2,2059027,male,15,Student,Leo,"12,May,2004",In het kader van kernfusie op aarde...
3,2059027,male,15,Student,Leo,"12,May,2004",testing!!! testing!!!
4,3581210,male,33,InvestmentBanking,Aquarius,"11,June,2004",Thanks to Yahoo!'s Toolbar I can ...


In [3]:
data['text'] = data['text'].str.strip()
data = data.drop(['id', 'gender', 'topic', 'sign', 'date'], axis = 1)
data['age_category'] = pd.cut(data['age'], bins=[10, 19, 29, 39], labels=['10s', '20s', '30s'])
data.head()


Unnamed: 0,age,text,age_category
0,15,"Info has been found (+/- 100 pages, and 4.5 MB...",10s
1,15,These are the team members: Drewes van der L...,10s
2,15,In het kader van kernfusie op aarde: MAAK JE ...,10s
3,15,testing!!! testing!!!,10s
4,33,Thanks to Yahoo!'s Toolbar I can now 'capture'...,30s


In [7]:
from sklearn.feature_extraction.text import CountVectorizer
from sklearn.naive_bayes import MultinomialNB
from sklearn.metrics import accuracy_score


def train_classifier(texts, labels, ngrams):
    # create a CountVectorizer with character-based bigrams
    vectorizer = CountVectorizer(analyzer='char', ngram_range=ngrams, lowercase=False, stop_words=None)
    X = vectorizer.fit_transform(texts)
    # train the classifier and return it
    clf = MultinomialNB()
    clf.fit(X, labels)
    return clf, vectorizer

def train_word_classifier(texts, labels):
    # create a CountVectorizer with words
    vectorizer = CountVectorizer(lowercase=False, stop_words=None)
    X = vectorizer.fit_transform(texts)
    # train the classifier and return it
    clf = MultinomialNB()
    clf.fit(X, labels)
    return clf, vectorizer

def predict_age_group(classifier, vectorizer, new_text):
    # take in a classifier as input and return the prediction
    new_X = vectorizer.transform([new_text])
    predicted_age_group = classifier.predict(new_X)
    return predicted_age_group

def evaluate_classifier(classifier, vectorizer, test_texts, test_labels):
    # transform the test data
    X_test = vectorizer.transform(test_texts)
    # predict the age group and return score
    predicted_age_groups = classifier.predict(X_test)
    return accuracy_score(test_labels, predicted_age_groups)

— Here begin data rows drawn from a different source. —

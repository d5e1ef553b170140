//! # OCPP CLI Library
//!
//! Operator client for the simulator control channel.

pub mod error;
pub mod ui_client;

pub use error::{UiClientError, UiClientResult};
pub use ui_client::{UiClient, UI_REQUEST_TIMEOUT};
//! Command catalogue
//!
//! Outbound commands are the ones a station issues towards the central system;
//! incoming commands are server-initiated Calls the station has to answer.

use ocpp_types::{OcppError, OcppResult};
use serde::{Deserialize, Serialize};
use std::str::FromStr;

/// Commands a station sends to the central system
#[derive(Debug, Clone, Copy, PartialEq, Eq, Hash, Serialize, Deserialize)]
pub enum RequestCommand {
    Authorize,
    BootNotification,
    Heartbeat,
    MeterValues,
    StartTransaction,
    StatusNotification,
    StopTransaction,
}

impl RequestCommand {
    pub const ALL: [RequestCommand; 7] = [
        RequestCommand::Authorize,
        RequestCommand::BootNotification,
        RequestCommand::Heartbeat,
        RequestCommand::MeterValues,
        RequestCommand::StartTransaction,
        RequestCommand::StatusNotification,
        RequestCommand::StopTransaction,
    ];

    pub fn as_str(&self) -> &'static str {
        match self {
            RequestCommand::Authorize => "Authorize",
            RequestCommand::BootNotification => "BootNotification",
            RequestCommand::Heartbeat => "Heartbeat",
            RequestCommand::MeterValues => "MeterValues",
            RequestCommand::StartTransaction => "StartTransaction",
            RequestCommand::StatusNotification => "StatusNotification",
            RequestCommand::StopTransaction => "StopTransaction",
        }
    }
}

impl std::fmt::Display for RequestCommand {
    fn fmt(&self, f: &mut std::fmt::Formatter<'_>) -> std::fmt::Result {
        f.write_str(self.as_str())
    }
}

impl FromStr for RequestCommand {
    type Err = OcppError;

    fn from_str(s: &str) -> OcppResult<Self> {
        RequestCommand::ALL
            .iter()
            .copied()
            .find(|c| c.as_str() == s)
            .ok_or_else(|| OcppError::protocol_violation(format!("unknown request command {}", s)))
    }
}

/// Server-initiated commands
#[derive(Debug, Clone, Copy, PartialEq, Eq, Hash, Serialize, Deserialize)]
pub enum IncomingRequestCommand {
    ChangeConfiguration,
    ClearCache,
    GetConfiguration,
    RemoteStartTransaction,
    RemoteStopTransaction,
    Reset,
}

impl IncomingRequestCommand {
    pub const ALL: [IncomingRequestCommand; 6] = [
        IncomingRequestCommand::ChangeConfiguration,
        IncomingRequestCommand::ClearCache,
        IncomingRequestCommand::GetConfiguration,
        IncomingRequestCommand::RemoteStartTransaction,
        IncomingRequestCommand::RemoteStopTransaction,
        IncomingRequestCommand::Reset,
    ];

    pub fn as_str(&self) -> &'static str {
        match self {
            IncomingRequestCommand::ChangeConfiguration => "ChangeConfiguration",
            IncomingRequestCommand::ClearCache => "ClearCache",
            IncomingRequestCommand::GetConfiguration => "GetConfiguration",
            IncomingRequestCommand::RemoteStartTransaction => "RemoteStartTransaction",
            IncomingRequestCommand::RemoteStopTransaction => "RemoteStopTransaction",
            IncomingRequestCommand::Reset => "Reset",
        }
    }
}

impl std::fmt::Display for IncomingRequestCommand {
    fn fmt(&self, f: &mut std::fmt::Formatter<'_>) -> std::fmt::Result {
        f.write_str(self.as_str())
    }
}

impl FromStr for IncomingRequestCommand {
    type Err = OcppError;

    fn from_str(s: &str) -> OcppResult<Self> {
        IncomingRequestCommand::ALL
            .iter()
            .copied()
            .find(|c| c.as_str() == s)
            .ok_or_else(|| OcppError::protocol_violation(format!("unknown incoming command {}", s)))
    }
}
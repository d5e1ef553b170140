//! OCPP 2.0.1 payloads used by the simulated stations

use crate::OcppAction;
use chrono::{DateTime, Utc};
use serde::{Deserialize, Serialize};

#[derive(Debug, Clone, Copy, PartialEq, Eq, Serialize, Deserialize)]
pub enum BootReason {
    ApplicationReset,
    FirmwareUpdate,
    LocalReset,
    PowerUp,
    RemoteReset,
    ScheduledReset,
    Triggered,
    Unknown,
    Watchdog,
}

#[derive(Debug, Clone, PartialEq, Serialize, Deserialize)]
#[serde(rename_all = "camelCase")]
pub struct ChargingStation {
    pub model: String,
    pub vendor_name: String,
    #[serde(skip_serializing_if = "Option::is_none")]
    pub serial_number: Option<String>,
    #[serde(skip_serializing_if = "Option::is_none")]
    pub firmware_version: Option<String>,
}

#[derive(Debug, Clone, PartialEq, Serialize, Deserialize)]
#[serde(rename_all = "camelCase")]
pub struct BootNotificationRequest {
    pub reason: BootReason,
    pub charging_station: ChargingStation,
}

impl OcppAction for BootNotificationRequest {
    const ACTION_NAME: &'static str = "BootNotification";
    type Response = BootNotificationResponse;
}

/// Shares its wire values with the 1.6 status
pub use crate::v16j::RegistrationStatus;

#[derive(Debug, Clone, PartialEq, Serialize, Deserialize)]
#[serde(rename_all = "camelCase")]
pub struct StatusInfo {
    pub reason_code: String,
    #[serde(skip_serializing_if = "Option::is_none")]
    pub additional_info: Option<String>,
}

#[derive(Debug, Clone, PartialEq, Serialize, Deserialize)]
#[serde(rename_all = "camelCase")]
pub struct BootNotificationResponse {
    pub current_time: DateTime<Utc>,
    pub interval: u32,
    pub status: RegistrationStatus,
    #[serde(skip_serializing_if = "Option::is_none")]
    pub status_info: Option<StatusInfo>,
}

#[derive(Debug, Clone, Copy, PartialEq, Eq, Serialize, Deserialize)]
pub enum ConnectorStatus {
    Available,
    Occupied,
    Reserved,
    Unavailable,
    Faulted,
}

#[derive(Debug, Clone, PartialEq, Serialize, Deserialize)]
#[serde(rename_all = "camelCase")]
pub struct StatusNotificationRequest {
    pub timestamp: DateTime<Utc>,
    pub connector_status: ConnectorStatus,
    pub evse_id: u32,
    pub connector_id: u32,
}

impl OcppAction for StatusNotificationRequest {
    const ACTION_NAME: &'static str = "StatusNotification";
    type Response = crate::v16j::EmptyResponse;
}

#[derive(Debug, Clone, Copy, PartialEq, Eq, Serialize, Deserialize)]
pub enum ClearCacheStatus {
    Accepted,
    Rejected,
}

#[derive(Debug, Clone, Default, PartialEq, Serialize, Deserialize)]
pub struct ClearCacheRequest {}

impl OcppAction for ClearCacheRequest {
    const ACTION_NAME: &'static str = "ClearCache";
    type Response = ClearCacheResponse;
}

#[derive(Debug, Clone, PartialEq, Serialize, Deserialize)]
#[serde(rename_all = "camelCase")]
pub struct ClearCacheResponse {
    pub status: ClearCacheStatus,
    #[serde(skip_serializing_if = "Option::is_none")]
    pub status_info: Option<StatusInfo>,
}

def analyze_features(N, clf, vec):
    feature_names = list(vec.vocabulary_.keys())
    log_prob = clf.feature_log_prob_
    top_N_features = []
    for i in range(clf.classes_.shape[0]):
        top_N_indices = log_prob[i].argsort()[::-1][:N]
        top_N_features.extend([feature_names[idx] for idx in top_N_indices])
    print("Top {} most significant textual features:".format(N))
    print(top_N_features)


In [8]:
from sklearn.model_selection import train_test_split

train_texts, test_texts, train_labels, test_labels = train_test_split(list(data['text']), list(data['age_category']), test_size=0.2)

Let's see if preprocessing matters. But first, let's get a bench mark.

In [9]:
# Train a classifier on the training data
clf, vectorizer = train_word_classifier(train_texts, train_labels)

# Evaluate the classifier on the test data
accuracy = evaluate_classifier(clf, vectorizer, test_texts, test_labels)

# Print the accuracy score
print("Accuracy:", accuracy)

analyze_features(10, clf, vectorizer)

In [None]:
# Train a classifier on the training data
clf, vectorizer = train_classifier(train_texts, train_labels, (2,2))

# Evaluate the classifier on the test data
accuracy = evaluate_classifier(clf, vectorizer, test_texts, test_labels)

# Print the accuracy score
print("Accuracy:", accuracy)
analyze_features(10, clf, vectorizer)

Accuracy: 0.4683135545329781


In [None]:
import re

def preprocess_texts(texts):
    preprocessed_texts = []
    
    for text in texts:
        # lowercase the text
        text = text.lower()
        
        # remove URLs and email addresses
        text = re.sub(r'http\S+|www\S+|https\S+|ftp\S+|@\S+', '', text, flags=re.MULTILINE)
        
        # remove non-alphanumeric characters except for spaces
        text = re.sub(r'[^a-z\s]', '', text)
        
        # remove extra whitespace
        text = re.sub(r'\s+', ' ', text).strip()
        
        # re-join the tokens into a single string
        preprocessed_text = text
        
        preprocessed_texts.append(preprocessed_text)
    
    return preprocessed_texts


In [None]:
preprocessed_train, preprocess_test = preprocess_texts(train_texts), preprocess_texts(test_texts)

In [None]:
# Train a classifier on the training data
clf, vectorizer = train_word_classifier(preprocessed_train, train_labels)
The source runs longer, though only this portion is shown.